*Your instructions:* A complete response lists each line of the data below that includes the word "starting".

*Dataset records:*
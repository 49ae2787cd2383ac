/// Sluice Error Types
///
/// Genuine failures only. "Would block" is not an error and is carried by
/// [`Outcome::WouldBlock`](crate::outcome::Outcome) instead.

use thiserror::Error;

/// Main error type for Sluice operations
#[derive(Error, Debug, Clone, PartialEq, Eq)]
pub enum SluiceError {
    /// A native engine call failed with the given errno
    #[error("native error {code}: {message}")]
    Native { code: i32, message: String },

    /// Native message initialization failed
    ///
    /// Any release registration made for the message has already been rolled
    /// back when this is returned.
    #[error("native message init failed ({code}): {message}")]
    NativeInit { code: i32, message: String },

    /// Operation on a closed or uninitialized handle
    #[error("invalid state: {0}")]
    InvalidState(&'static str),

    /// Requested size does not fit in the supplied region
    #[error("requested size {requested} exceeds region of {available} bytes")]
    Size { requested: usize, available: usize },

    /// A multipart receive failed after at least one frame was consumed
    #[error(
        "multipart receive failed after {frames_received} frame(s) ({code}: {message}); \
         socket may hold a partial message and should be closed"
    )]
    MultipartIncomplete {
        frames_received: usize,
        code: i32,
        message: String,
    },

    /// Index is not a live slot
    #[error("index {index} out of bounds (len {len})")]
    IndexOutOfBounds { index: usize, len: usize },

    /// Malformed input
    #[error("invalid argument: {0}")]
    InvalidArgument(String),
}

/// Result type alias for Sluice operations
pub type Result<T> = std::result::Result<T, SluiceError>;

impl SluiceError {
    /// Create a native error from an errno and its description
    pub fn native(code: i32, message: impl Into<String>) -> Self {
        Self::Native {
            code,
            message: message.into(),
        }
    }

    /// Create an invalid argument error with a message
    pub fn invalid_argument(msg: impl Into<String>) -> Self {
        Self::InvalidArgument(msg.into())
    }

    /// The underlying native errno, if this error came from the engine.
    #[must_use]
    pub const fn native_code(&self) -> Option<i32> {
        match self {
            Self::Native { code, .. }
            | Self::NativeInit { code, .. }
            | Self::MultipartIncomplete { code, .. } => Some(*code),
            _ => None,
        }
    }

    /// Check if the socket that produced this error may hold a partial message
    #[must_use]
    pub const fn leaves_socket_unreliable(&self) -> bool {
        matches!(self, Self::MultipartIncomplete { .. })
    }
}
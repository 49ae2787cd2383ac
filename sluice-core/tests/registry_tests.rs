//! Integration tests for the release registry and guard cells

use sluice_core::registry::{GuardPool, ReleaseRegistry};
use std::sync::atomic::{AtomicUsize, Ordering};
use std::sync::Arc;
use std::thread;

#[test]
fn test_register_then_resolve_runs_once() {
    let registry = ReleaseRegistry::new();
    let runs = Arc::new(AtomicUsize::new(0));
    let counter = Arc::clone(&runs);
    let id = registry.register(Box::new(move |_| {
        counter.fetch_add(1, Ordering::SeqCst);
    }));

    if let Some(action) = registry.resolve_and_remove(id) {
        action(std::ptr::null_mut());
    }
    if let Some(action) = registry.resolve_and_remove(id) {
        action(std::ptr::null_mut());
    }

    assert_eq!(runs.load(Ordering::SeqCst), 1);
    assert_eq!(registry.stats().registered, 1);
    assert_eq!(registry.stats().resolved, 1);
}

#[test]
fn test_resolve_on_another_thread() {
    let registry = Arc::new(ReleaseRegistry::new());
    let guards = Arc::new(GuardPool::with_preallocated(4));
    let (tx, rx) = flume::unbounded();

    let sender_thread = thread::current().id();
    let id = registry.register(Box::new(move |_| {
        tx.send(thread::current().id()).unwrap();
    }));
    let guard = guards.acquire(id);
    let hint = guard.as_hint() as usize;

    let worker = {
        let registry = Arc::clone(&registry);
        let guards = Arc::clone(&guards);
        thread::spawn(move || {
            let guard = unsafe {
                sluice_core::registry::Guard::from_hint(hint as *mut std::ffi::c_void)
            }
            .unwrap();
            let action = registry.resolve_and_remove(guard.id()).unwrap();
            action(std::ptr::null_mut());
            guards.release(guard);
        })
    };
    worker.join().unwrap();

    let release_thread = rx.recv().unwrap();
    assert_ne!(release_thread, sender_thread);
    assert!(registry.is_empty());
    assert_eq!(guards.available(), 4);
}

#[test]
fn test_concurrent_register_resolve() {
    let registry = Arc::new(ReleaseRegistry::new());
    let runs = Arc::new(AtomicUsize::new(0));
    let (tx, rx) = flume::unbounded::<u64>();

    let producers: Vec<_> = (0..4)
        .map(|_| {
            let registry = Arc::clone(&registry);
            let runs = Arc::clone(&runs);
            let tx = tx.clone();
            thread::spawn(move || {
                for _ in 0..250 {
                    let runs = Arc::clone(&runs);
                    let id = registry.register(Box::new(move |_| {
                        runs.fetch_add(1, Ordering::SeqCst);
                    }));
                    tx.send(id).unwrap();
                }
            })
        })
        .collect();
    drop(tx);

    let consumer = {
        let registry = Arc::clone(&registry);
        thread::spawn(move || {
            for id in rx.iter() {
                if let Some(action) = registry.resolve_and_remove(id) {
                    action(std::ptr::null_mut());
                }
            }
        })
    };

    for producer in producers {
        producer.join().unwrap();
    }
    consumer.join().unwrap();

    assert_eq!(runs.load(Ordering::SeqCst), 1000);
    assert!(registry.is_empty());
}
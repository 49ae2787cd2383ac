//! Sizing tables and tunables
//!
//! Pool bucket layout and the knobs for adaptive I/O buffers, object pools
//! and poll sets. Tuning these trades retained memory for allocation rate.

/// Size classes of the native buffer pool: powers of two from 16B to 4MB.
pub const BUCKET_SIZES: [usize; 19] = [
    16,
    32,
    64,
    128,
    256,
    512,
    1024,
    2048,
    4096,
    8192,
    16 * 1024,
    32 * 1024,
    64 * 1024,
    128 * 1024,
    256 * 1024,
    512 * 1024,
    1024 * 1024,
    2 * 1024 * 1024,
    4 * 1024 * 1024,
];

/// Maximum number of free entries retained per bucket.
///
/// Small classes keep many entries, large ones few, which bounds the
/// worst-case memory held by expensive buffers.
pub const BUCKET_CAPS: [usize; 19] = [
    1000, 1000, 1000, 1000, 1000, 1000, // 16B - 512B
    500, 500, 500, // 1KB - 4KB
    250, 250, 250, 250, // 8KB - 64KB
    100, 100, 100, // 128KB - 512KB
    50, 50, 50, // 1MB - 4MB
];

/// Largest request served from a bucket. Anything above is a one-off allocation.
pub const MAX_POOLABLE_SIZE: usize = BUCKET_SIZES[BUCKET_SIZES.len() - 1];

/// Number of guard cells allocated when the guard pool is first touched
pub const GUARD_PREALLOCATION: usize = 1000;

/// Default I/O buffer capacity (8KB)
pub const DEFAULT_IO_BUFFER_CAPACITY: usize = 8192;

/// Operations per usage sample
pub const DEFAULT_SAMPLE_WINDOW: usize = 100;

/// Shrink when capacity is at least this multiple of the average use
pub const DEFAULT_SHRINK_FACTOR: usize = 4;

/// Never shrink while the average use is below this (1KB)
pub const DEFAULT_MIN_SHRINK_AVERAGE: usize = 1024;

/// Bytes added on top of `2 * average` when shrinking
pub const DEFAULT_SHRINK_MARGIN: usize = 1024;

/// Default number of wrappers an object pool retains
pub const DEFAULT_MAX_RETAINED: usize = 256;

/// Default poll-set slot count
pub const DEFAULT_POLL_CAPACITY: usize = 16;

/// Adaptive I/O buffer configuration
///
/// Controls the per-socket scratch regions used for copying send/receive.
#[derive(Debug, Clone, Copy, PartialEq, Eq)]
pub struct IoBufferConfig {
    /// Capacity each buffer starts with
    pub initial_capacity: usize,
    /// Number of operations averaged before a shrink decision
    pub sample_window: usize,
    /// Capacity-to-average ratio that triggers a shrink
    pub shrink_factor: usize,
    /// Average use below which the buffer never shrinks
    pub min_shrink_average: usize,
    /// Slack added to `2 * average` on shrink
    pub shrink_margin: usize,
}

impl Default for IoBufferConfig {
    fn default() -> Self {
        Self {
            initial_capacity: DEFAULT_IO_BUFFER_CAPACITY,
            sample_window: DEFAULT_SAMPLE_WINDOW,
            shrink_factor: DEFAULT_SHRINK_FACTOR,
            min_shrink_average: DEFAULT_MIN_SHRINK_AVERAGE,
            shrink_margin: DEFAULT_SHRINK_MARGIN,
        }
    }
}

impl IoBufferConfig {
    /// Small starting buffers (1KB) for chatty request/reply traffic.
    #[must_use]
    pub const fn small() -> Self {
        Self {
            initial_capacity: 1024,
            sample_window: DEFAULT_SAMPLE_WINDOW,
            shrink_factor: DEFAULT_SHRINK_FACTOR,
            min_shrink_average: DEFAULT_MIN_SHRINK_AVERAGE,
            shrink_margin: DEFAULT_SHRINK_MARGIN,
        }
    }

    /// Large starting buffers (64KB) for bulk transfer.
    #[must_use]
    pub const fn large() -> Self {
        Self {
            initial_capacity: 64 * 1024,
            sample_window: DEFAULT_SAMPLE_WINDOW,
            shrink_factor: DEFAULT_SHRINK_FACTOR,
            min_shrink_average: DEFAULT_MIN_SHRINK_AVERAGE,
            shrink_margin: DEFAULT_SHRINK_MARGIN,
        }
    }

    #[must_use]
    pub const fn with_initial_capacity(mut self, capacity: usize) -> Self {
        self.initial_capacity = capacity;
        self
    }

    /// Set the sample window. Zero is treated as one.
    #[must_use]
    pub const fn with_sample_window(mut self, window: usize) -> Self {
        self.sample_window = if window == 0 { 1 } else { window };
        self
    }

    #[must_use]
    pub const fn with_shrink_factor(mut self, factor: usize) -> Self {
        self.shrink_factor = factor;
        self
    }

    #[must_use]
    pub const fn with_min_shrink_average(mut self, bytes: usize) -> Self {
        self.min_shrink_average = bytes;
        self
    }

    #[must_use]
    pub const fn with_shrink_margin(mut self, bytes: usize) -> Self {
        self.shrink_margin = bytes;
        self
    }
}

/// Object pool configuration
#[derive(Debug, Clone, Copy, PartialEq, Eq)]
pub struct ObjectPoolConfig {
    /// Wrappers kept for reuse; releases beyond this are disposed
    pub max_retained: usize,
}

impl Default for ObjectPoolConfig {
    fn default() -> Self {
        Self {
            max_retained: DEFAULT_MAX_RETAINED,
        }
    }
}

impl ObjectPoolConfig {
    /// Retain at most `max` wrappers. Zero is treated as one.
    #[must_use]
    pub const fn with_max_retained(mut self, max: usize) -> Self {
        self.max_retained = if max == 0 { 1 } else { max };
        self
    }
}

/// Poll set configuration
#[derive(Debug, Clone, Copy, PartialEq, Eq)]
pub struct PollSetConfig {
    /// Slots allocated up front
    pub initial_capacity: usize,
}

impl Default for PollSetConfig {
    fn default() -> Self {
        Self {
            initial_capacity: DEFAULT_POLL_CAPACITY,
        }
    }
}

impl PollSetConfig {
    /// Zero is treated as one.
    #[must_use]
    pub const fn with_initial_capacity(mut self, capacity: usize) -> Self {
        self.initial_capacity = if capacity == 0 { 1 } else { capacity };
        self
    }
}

...

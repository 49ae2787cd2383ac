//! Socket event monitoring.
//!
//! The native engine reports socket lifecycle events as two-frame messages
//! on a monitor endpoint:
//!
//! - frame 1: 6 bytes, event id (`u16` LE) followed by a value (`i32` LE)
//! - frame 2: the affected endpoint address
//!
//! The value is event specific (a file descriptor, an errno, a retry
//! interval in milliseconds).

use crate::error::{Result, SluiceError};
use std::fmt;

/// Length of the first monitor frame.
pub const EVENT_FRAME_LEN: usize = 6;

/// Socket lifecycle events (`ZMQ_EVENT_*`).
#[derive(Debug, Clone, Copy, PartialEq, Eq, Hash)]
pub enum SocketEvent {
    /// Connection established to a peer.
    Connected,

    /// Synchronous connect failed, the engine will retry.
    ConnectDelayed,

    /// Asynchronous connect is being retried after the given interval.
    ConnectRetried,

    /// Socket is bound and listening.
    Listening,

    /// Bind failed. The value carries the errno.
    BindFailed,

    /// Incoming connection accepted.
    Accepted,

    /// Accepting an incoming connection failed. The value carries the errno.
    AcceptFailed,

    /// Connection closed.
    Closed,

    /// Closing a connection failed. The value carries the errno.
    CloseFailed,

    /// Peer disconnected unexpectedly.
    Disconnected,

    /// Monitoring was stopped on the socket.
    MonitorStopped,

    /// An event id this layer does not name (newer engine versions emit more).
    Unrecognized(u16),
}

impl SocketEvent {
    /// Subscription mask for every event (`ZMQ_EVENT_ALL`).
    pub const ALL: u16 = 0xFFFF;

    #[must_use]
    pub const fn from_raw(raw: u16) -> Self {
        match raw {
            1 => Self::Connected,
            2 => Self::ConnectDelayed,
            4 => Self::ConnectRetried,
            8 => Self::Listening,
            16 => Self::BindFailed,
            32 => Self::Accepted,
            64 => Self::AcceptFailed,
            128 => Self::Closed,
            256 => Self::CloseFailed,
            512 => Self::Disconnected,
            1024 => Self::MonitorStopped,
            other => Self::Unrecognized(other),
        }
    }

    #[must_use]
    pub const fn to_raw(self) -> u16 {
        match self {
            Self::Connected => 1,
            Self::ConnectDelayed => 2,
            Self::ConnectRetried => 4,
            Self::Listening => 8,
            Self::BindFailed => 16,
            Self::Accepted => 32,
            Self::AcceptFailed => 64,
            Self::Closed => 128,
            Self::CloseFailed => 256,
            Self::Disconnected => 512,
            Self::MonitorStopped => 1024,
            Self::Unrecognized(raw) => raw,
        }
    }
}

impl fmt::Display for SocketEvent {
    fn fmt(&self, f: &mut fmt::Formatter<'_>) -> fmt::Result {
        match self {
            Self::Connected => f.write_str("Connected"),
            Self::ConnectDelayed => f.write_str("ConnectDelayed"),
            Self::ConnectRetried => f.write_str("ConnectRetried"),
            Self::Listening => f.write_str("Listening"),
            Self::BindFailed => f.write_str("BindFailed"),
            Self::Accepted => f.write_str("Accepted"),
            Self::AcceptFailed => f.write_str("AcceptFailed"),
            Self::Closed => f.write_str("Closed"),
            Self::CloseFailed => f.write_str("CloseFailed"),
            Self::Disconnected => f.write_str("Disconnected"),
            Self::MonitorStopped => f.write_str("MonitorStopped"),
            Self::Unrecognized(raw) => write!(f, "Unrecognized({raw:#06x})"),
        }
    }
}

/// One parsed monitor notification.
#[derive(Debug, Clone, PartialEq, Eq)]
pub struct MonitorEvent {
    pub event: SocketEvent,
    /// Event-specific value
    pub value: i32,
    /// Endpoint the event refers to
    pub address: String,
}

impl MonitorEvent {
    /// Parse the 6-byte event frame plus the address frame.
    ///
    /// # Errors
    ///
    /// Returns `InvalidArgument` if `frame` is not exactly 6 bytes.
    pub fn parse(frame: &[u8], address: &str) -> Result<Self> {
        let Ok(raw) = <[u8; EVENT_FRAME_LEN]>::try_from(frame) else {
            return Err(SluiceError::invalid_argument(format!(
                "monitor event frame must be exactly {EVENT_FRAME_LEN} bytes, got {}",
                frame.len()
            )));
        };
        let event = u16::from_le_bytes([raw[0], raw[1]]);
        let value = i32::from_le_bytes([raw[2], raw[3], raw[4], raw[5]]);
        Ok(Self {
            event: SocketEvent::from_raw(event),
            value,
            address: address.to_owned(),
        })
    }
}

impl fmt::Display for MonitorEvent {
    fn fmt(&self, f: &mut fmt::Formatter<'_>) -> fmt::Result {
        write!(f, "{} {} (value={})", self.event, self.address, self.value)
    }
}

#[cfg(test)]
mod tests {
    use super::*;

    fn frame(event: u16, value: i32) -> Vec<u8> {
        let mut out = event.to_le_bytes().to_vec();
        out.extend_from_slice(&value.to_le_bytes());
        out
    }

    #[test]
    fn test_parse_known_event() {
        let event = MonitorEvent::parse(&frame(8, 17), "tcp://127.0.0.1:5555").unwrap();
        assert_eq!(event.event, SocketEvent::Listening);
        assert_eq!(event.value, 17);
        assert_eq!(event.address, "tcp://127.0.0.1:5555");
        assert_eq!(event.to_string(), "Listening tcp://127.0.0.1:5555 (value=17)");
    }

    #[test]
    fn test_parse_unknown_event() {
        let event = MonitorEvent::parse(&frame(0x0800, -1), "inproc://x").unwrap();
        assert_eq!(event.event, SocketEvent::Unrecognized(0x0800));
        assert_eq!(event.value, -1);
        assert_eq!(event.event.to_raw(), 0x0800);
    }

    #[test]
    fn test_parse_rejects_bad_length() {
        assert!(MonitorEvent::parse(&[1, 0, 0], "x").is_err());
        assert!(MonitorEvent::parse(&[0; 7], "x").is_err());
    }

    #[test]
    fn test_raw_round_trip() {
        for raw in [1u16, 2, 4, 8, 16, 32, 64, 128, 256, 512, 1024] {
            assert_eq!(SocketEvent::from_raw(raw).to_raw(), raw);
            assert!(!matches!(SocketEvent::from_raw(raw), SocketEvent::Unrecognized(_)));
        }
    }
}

==

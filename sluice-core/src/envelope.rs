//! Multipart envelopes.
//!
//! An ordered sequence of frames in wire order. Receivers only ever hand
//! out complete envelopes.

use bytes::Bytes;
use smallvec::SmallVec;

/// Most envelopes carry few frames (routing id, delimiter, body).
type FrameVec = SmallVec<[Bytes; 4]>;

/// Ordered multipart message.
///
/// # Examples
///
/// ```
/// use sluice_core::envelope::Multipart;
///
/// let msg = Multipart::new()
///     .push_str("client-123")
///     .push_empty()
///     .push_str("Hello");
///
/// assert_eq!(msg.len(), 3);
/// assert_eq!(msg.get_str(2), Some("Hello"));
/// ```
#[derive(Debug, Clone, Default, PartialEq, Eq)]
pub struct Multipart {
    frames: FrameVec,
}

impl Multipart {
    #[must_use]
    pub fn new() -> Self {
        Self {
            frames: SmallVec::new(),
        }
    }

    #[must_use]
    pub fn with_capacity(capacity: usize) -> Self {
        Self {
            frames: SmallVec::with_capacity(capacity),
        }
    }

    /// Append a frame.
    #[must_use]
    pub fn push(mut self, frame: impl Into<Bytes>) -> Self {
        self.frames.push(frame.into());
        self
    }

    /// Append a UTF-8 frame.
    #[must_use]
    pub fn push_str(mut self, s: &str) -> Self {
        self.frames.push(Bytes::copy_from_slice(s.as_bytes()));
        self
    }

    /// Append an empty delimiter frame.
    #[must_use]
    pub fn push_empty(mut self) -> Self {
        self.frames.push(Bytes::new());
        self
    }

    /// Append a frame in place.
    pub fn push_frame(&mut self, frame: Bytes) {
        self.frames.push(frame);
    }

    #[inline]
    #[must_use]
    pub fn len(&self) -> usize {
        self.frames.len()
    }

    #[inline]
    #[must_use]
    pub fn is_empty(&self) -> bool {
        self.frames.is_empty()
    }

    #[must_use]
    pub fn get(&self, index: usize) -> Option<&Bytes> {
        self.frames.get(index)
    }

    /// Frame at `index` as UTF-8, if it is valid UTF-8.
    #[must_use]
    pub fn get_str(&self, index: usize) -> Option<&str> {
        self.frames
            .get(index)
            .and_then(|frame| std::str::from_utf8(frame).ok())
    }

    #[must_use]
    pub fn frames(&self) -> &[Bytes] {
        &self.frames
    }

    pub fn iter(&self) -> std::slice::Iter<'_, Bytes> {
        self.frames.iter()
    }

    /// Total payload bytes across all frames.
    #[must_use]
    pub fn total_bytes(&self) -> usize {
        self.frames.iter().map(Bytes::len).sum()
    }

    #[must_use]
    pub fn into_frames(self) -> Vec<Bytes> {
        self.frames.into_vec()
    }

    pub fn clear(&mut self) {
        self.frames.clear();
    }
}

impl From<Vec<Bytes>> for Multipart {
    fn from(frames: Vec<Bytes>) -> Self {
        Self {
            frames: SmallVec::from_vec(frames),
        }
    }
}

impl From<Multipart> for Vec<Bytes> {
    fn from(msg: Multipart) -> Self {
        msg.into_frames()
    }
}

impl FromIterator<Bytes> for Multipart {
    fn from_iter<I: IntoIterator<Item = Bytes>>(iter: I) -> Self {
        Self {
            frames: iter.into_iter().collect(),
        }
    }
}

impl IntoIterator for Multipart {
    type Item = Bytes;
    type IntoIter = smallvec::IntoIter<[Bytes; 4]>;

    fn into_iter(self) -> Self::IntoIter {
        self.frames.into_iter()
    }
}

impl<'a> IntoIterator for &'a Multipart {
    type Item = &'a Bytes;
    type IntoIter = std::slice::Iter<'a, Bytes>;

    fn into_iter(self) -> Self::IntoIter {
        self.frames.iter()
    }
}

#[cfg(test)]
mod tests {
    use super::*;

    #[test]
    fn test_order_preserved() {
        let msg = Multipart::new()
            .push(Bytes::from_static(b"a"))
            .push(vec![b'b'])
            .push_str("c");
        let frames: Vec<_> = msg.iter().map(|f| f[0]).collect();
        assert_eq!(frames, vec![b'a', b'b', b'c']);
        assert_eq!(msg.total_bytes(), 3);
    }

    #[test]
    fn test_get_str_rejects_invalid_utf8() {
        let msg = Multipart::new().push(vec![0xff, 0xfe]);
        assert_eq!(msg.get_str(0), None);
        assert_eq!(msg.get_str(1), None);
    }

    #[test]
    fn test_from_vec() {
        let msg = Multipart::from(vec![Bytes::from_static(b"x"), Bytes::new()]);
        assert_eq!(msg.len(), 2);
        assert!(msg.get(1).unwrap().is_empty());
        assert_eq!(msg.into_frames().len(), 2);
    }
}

*Your response:*
    /// Small starting buffers (1KB) for chatty request/reply traffic.
    /// Large starting buffers (64KB) for bulk transfer.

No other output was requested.